Saved data entries

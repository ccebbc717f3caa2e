//! Translation of locale-formatted numerals into canonical ASCII.
//!
//! [`canonicalize`] is a single-pass scanner: it validates a numeral against
//! one locale's conventions and rewrites it into the form the standard
//! `FromStr` implementations accept (`-?digits(.digits)?(e[+-]?digits)?`).
//! Splitting the locale grammar from the final parse keeps every numeric
//! target type behind the same syntax rules.

use cellcast_locale::NumberLocale;
use thiserror::Error;

/// Why a numeral failed to canonicalize or parse.
#[derive(Debug, Clone, Copy, PartialEq, Eq, Error)]
pub enum NumberFormatError {
    /// The input was empty after trimming.
    #[error("empty input")]
    Empty,

    /// A character with no role in the locale's number grammar, or one in a
    /// position the grammar does not allow.
    #[error("unexpected character '{0}'")]
    UnexpectedCharacter(char),

    /// Grouping separators must split the integer digits into an initial
    /// group of one to three followed by groups of exactly three, and never
    /// appear in the fraction or exponent.
    #[error("misplaced grouping separator")]
    MisplacedGroupingSeparator,

    /// A sign, separator, or exponent marker with no digits to apply to.
    #[error("missing digits")]
    MissingDigits,

    /// The target type is integral; fraction syntax is not representable.
    #[error("fraction not representable by the target type")]
    FractionNotSupported,

    /// The target type is integral; exponent syntax is not representable.
    #[error("exponent not representable by the target type")]
    ExponentNotSupported,

    /// Syntactically valid but outside the target type's representable
    /// range.
    #[error("value out of range")]
    OutOfRange,
}

/// The grammar subset a target type can represent.
#[derive(Debug, Clone, Copy, PartialEq, Eq)]
pub struct NumberSyntax {
    /// Whether fraction syntax (`"1.5"`, `"0."`) is representable.
    pub accepts_fraction: bool,
    /// Whether exponent syntax (`"1.5e3"`) is representable.
    pub accepts_exponent: bool,
}

impl NumberSyntax {
    /// Integer grammar: sign and digits only.
    pub const INTEGER: NumberSyntax = NumberSyntax {
        accepts_fraction: false,
        accepts_exponent: false,
    };

    /// Real-number grammar: fraction and exponent accepted.
    pub const REAL: NumberSyntax = NumberSyntax {
        accepts_fraction: true,
        accepts_exponent: true,
    };
}

enum Section {
    Integer,
    Fraction,
    Exponent,
}

/// Rewrites `input` into canonical ASCII form under `locale`.
///
/// `input` must already be trimmed. The scan is strict: grouping separators
/// must land on proper three-digit group boundaries, the decimal separator
/// may appear once, the exponent marker is matched case-insensitively, and
/// only ASCII digits are digits. A leading `+` and a redundant leading or
/// trailing decimal separator (`".5"`, `"5."`) are accepted and erased from
/// the canonical form.
pub fn canonicalize(
    input: &str,
    locale: NumberLocale,
    syntax: NumberSyntax,
) -> Result<String, NumberFormatError> {
    if input.is_empty() {
        return Err(NumberFormatError::Empty);
    }

    let mut out = String::with_capacity(input.len() + 1);
    let mut rest = input;
    if let Some(after) = input.strip_prefix('-') {
        out.push('-');
        rest = after;
    } else if let Some(after) = input.strip_prefix('+') {
        rest = after;
    }
    if rest.is_empty() {
        return Err(NumberFormatError::MissingDigits);
    }

    let mut section = Section::Integer;
    let mut int_digits = 0usize;
    let mut frac_digits = 0usize;
    let mut exp_digits = 0usize;
    // Digits seen since the last grouping separator.
    let mut group_len = 0usize;
    let mut saw_grouping = false;
    let mut exp_sign_ok = false;

    for c in rest.chars() {
        match section {
            Section::Integer => {
                if c.is_ascii_digit() {
                    out.push(c);
                    int_digits += 1;
                    group_len += 1;
                } else if locale.matches_grouping(c) {
                    let group_ok = if saw_grouping {
                        group_len == 3
                    } else {
                        (1..=3).contains(&group_len)
                    };
                    if !group_ok {
                        return Err(NumberFormatError::MisplacedGroupingSeparator);
                    }
                    saw_grouping = true;
                    group_len = 0;
                } else if locale.matches_decimal(c) {
                    if !syntax.accepts_fraction {
                        return Err(NumberFormatError::FractionNotSupported);
                    }
                    if saw_grouping && group_len != 3 {
                        return Err(NumberFormatError::MisplacedGroupingSeparator);
                    }
                    if int_digits == 0 {
                        out.push('0');
                    }
                    out.push('.');
                    section = Section::Fraction;
                } else if locale.matches_exponent(c) {
                    if int_digits == 0 {
                        return Err(NumberFormatError::UnexpectedCharacter(c));
                    }
                    if !syntax.accepts_exponent {
                        return Err(NumberFormatError::ExponentNotSupported);
                    }
                    if saw_grouping && group_len != 3 {
                        return Err(NumberFormatError::MisplacedGroupingSeparator);
                    }
                    out.push('e');
                    section = Section::Exponent;
                    exp_sign_ok = true;
                } else {
                    return Err(NumberFormatError::UnexpectedCharacter(c));
                }
            }
            Section::Fraction => {
                if c.is_ascii_digit() {
                    out.push(c);
                    frac_digits += 1;
                } else if locale.matches_exponent(c) {
                    if int_digits + frac_digits == 0 {
                        return Err(NumberFormatError::UnexpectedCharacter(c));
                    }
                    if !syntax.accepts_exponent {
                        return Err(NumberFormatError::ExponentNotSupported);
                    }
                    if frac_digits == 0 {
                        // Drop the dangling separator from forms like "1.e5".
                        out.pop();
                    }
                    out.push('e');
                    section = Section::Exponent;
                    exp_sign_ok = true;
                } else if locale.matches_grouping(c) {
                    return Err(NumberFormatError::MisplacedGroupingSeparator);
                } else {
                    return Err(NumberFormatError::UnexpectedCharacter(c));
                }
            }
            Section::Exponent => {
                if c.is_ascii_digit() {
                    out.push(c);
                    exp_digits += 1;
                    exp_sign_ok = false;
                } else if (c == '+' || c == '-') && exp_sign_ok {
                    if c == '-' {
                        out.push('-');
                    }
                    exp_sign_ok = false;
                } else if locale.matches_grouping(c) {
                    return Err(NumberFormatError::MisplacedGroupingSeparator);
                } else {
                    return Err(NumberFormatError::UnexpectedCharacter(c));
                }
            }
        }
    }

    match section {
        Section::Integer => {
            if saw_grouping && group_len != 3 {
                return Err(NumberFormatError::MisplacedGroupingSeparator);
            }
        }
        Section::Fraction => {
            if int_digits + frac_digits == 0 {
                return Err(NumberFormatError::MissingDigits);
            }
            if frac_digits == 0 {
                // "5." canonicalizes to "5".
                out.pop();
            }
        }
        Section::Exponent => {
            if exp_digits == 0 {
                return Err(NumberFormatError::MissingDigits);
            }
        }
    }

    Ok(out)
}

■ What you are asked to do:
Please give the records again exactly as they are.

■ Your solution:
repository ccebbc717f3caa2e
//! Translation of locale-formatted numerals into canonical ASCII.
//!
//! [`canonicalize`] is a single-pass scanner: it validates a numeral against
//! one locale's conventions and rewrites it into the form the standard
//! `FromStr` implementations accept (`-?digits(.digits)?(e[+-]?digits)?`).
//! Splitting the locale grammar from the final parse keeps every numeric
//! target type behind the same syntax rules.

use cellcast_locale::NumberLocale;
use thiserror::Error;

/// Why a numeral failed to canonicalize or parse.
#[derive(Debug, Clone, Copy, PartialEq, Eq, Error)]
pub enum NumberFormatError {
    /// The input was empty after trimming.
    #[error("empty input")]
    Empty,

    /// A character with no role in the locale's number grammar, or one in a
    /// position the grammar does not allow.
    #[error("unexpected character '{0}'")]
    UnexpectedCharacter(char),

    /// Grouping separators must split the integer digits into an initial
    /// group of one to three followed by groups of exactly three, and never
    /// appear in the fraction or exponent.
    #[error("misplaced grouping separator")]
    MisplacedGroupingSeparator,

    /// A sign, separator, or exponent marker with no digits to apply to.
    #[error("missing digits")]
    MissingDigits,

    /// The target type is integral; fraction syntax is not representable.
    #[error("fraction not representable by the target type")]
    FractionNotSupported,

    /// The target type is integral; exponent syntax is not representable.
    #[error("exponent not representable by the target type")]
    ExponentNotSupported,

    /// Syntactically valid but outside the target type's representable
    /// range.
    #[error("value out of range")]
    OutOfRange,
}

/// The grammar subset a target type can represent.
#[derive(Debug, Clone, Copy, PartialEq, Eq)]
pub struct NumberSyntax {
    /// Whether fraction syntax (`"1.5"`, `"0."`) is representable.
    pub accepts_fraction: bool,
    /// Whether exponent syntax (`"1.5e3"`) is representable.
    pub accepts_exponent: bool,
}

impl NumberSyntax {
    /// Integer grammar: sign and digits only.
    pub const INTEGER: NumberSyntax = NumberSyntax {
        accepts_fraction: false,
        accepts_exponent: false,
    };

    /// Real-number grammar: fraction and exponent accepted.
    pub const REAL: NumberSyntax = NumberSyntax {
        accepts_fraction: true,
        accepts_exponent: true,
    };
}

enum Section {
    Integer,
    Fraction,
    Exponent,
}

/// Rewrites `input` into canonical ASCII form under `locale`.
///
/// `input` must already be trimmed. The scan is strict: grouping separators
/// must land on proper three-digit group boundaries, the decimal separator
/// may appear once, the exponent marker is matched case-insensitively, and
/// only ASCII digits are digits. A leading `+` and a redundant leading or
/// trailing decimal separator (`".5"`, `"5."`) are accepted and erased from
/// the canonical form.
pub fn canonicalize(
    input: &str,
    locale: NumberLocale,
    syntax: NumberSyntax,
) -> Result<String, NumberFormatError> {
    if input.is_empty() {
        return Err(NumberFormatError::Empty);
    }

    let mut out = String::with_capacity(input.len() + 1);
    let mut rest = input;
    if let Some(after) = input.strip_prefix('-') {
        out.push('-');
        rest = after;
    } else if let Some(after) = input.strip_prefix('+') {
        rest = after;
    }
    if rest.is_empty() {
        return Err(NumberFormatError::MissingDigits);
    }

    let mut section = Section::Integer;
    let mut int_digits = 0usize;
    let mut frac_digits = 0usize;
    let mut exp_digits = 0usize;
    // Digits seen since the last grouping separator.
    let mut group_len = 0usize;
    let mut saw_grouping = false;
    let mut exp_sign_ok = false;

    for c in rest.chars() {
        match section {
            Section::Integer => {
                if c.is_ascii_digit() {
                    out.push(c);
                    int_digits += 1;
                    group_len += 1;
                } else if locale.matches_grouping(c) {
                    let group_ok = if saw_grouping {
                        group_len == 3
                    } else {
                        (1..=3).contains(&group_len)
                    };
                    if !group_ok {
                        return Err(NumberFormatError::MisplacedGroupingSeparator);
                    }
                    saw_grouping = true;
                    group_len = 0;
                } else if locale.matches_decimal(c) {
                    if !syntax.accepts_fraction {
                        return Err(NumberFormatError::FractionNotSupported);
                    }
                    if saw_grouping && group_len != 3 {
                        return Err(NumberFormatError::MisplacedGroupingSeparator);
                    }
                    if int_digits == 0 {
                        out.push('0');
                    }
                    out.push('.');
                    section = Section::Fraction;
                } else if locale.matches_exponent(c) {
                    if int_digits == 0 {
                        return Err(NumberFormatError::UnexpectedCharacter(c));
                    }
                    if !syntax.accepts_exponent {
                        return Err(NumberFormatError::ExponentNotSupported);
                    }
                    if saw_grouping && group_len != 3 {
                        return Err(NumberFormatError::MisplacedGroupingSeparator);
                    }
                    out.push('e');
                    section = Section::Exponent;
                    exp_sign_ok = true;
                } else {
                    return Err(NumberFormatError::UnexpectedCharacter(c));
                }
            }
            Section::Fraction => {
                if c.is_ascii_digit() {
                    out.push(c);
                    frac_digits += 1;
                } else if locale.matches_exponent(c) {
                    if int_digits + frac_digits == 0 {
                        return Err(NumberFormatError::UnexpectedCharacter(c));
                    }
                    if !syntax.accepts_exponent {
                        return Err(NumberFormatError::ExponentNotSupported);
                    }
                    if frac_digits == 0 {
                        // Drop the dangling separator from forms like "1.e5".
                        out.pop();
                    }
                    out.push('e');
                    section = Section::Exponent;
                    exp_sign_ok = true;
                } else if locale.matches_grouping(c) {
                    return Err(NumberFormatError::MisplacedGroupingSeparator);
                } else {
                    return Err(NumberFormatError::UnexpectedCharacter(c));
                }
            }
            Section::Exponent => {
                if c.is_ascii_digit() {
                    out.push(c);
                    exp_digits += 1;
                    exp_sign_ok = false;
                } else if (c == '+' || c == '-') && exp_sign_ok {
                    if c == '-' {
                        out.push('-');
                    }
                    exp_sign_ok = false;
                } else if locale.matches_grouping(c) {
                    return Err(NumberFormatError::MisplacedGroupingSeparator);
                } else {
                    return Err(NumberFormatError::UnexpectedCharacter(c));
                }
            }
        }
    }

    match section {
        Section::Integer => {
            if saw_grouping && group_len != 3 {
                return Err(NumberFormatError::MisplacedGroupingSeparator);
            }
        }
        Section::Fraction => {
            if int_digits + frac_digits == 0 {
                return Err(NumberFormatError::MissingDigits);
            }
            if frac_digits == 0 {
                // "5." canonicalizes to "5".
                out.pop();
            }
        }
        Section::Exponent => {
            if exp_digits == 0 {
                return Err(NumberFormatError::MissingDigits);
            }
        }
    }

    Ok(out)
}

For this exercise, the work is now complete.